• Supplied data:
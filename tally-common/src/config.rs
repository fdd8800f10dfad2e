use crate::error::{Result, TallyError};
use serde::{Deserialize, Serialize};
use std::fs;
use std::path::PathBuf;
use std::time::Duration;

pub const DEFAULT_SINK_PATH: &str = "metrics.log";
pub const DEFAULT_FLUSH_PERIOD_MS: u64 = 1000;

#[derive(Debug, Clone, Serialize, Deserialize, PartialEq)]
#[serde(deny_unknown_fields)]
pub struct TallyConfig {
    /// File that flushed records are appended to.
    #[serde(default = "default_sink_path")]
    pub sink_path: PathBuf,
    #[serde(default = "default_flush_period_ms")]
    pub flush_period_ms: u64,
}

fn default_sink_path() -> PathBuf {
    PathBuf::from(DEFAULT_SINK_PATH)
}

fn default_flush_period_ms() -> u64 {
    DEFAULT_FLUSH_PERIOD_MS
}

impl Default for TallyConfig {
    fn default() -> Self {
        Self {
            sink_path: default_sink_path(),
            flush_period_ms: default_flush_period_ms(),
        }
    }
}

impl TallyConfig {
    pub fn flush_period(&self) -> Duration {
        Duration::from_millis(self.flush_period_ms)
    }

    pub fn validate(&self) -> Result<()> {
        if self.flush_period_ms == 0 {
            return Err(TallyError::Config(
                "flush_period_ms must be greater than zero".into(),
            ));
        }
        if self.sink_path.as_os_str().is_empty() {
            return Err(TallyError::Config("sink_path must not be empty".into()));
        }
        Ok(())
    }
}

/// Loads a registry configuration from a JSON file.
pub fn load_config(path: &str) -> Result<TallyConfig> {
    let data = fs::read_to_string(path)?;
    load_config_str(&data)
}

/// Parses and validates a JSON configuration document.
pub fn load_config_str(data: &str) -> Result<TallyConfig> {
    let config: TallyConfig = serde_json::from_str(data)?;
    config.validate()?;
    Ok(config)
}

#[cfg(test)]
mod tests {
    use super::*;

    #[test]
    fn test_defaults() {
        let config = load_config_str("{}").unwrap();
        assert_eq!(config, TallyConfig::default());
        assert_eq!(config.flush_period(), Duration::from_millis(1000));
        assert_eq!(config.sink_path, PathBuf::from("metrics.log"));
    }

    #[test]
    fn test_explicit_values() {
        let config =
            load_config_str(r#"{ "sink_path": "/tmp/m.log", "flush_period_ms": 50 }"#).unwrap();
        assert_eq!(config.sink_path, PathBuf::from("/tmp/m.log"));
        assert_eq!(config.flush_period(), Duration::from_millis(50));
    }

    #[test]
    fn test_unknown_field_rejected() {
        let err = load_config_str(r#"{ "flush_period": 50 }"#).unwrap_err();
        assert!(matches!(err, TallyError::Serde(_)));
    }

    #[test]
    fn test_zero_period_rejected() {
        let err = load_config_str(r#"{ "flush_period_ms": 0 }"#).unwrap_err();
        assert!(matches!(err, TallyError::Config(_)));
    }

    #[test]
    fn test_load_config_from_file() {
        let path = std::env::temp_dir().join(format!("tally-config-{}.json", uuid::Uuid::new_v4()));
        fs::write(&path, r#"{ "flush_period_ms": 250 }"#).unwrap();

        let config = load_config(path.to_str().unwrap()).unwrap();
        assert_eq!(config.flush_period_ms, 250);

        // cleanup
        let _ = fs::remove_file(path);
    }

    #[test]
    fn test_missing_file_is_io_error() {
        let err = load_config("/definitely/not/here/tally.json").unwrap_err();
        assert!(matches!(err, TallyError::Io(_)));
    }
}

--

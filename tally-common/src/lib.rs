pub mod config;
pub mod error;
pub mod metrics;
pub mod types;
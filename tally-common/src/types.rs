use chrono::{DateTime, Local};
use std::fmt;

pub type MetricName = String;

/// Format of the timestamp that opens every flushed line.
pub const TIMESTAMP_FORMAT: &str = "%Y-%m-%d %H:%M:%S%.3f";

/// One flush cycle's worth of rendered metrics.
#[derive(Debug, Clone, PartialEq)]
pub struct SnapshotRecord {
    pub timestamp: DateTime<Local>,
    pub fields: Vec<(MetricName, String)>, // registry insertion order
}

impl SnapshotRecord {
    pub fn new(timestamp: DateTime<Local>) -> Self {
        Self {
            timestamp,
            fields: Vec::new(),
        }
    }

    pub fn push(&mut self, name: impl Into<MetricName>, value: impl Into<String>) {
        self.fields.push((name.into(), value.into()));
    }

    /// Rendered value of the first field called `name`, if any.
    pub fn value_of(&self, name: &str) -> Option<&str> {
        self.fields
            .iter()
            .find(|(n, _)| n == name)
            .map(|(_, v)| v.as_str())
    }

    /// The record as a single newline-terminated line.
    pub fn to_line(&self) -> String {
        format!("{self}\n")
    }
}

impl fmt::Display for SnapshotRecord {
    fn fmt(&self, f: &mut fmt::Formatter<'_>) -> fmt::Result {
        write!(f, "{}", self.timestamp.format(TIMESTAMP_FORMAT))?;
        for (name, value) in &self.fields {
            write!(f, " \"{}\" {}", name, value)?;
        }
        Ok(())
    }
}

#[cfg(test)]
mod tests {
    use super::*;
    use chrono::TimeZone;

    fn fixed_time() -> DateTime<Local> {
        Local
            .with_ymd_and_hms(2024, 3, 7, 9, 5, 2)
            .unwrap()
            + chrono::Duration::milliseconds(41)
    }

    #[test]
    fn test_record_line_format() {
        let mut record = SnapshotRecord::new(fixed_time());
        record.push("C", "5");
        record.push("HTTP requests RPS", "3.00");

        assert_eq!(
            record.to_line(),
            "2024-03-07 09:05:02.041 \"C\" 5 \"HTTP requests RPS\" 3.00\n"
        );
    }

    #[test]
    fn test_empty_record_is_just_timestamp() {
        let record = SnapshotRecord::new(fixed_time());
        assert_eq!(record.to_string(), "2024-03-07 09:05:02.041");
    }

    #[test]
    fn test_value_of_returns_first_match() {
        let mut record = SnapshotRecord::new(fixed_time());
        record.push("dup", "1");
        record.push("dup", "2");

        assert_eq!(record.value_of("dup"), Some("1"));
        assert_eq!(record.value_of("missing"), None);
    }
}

• The task:
Search the listing for the word "types", and copy every line in which it is found.

• Your response:
pub mod types;
filename tally-common/src/types.rs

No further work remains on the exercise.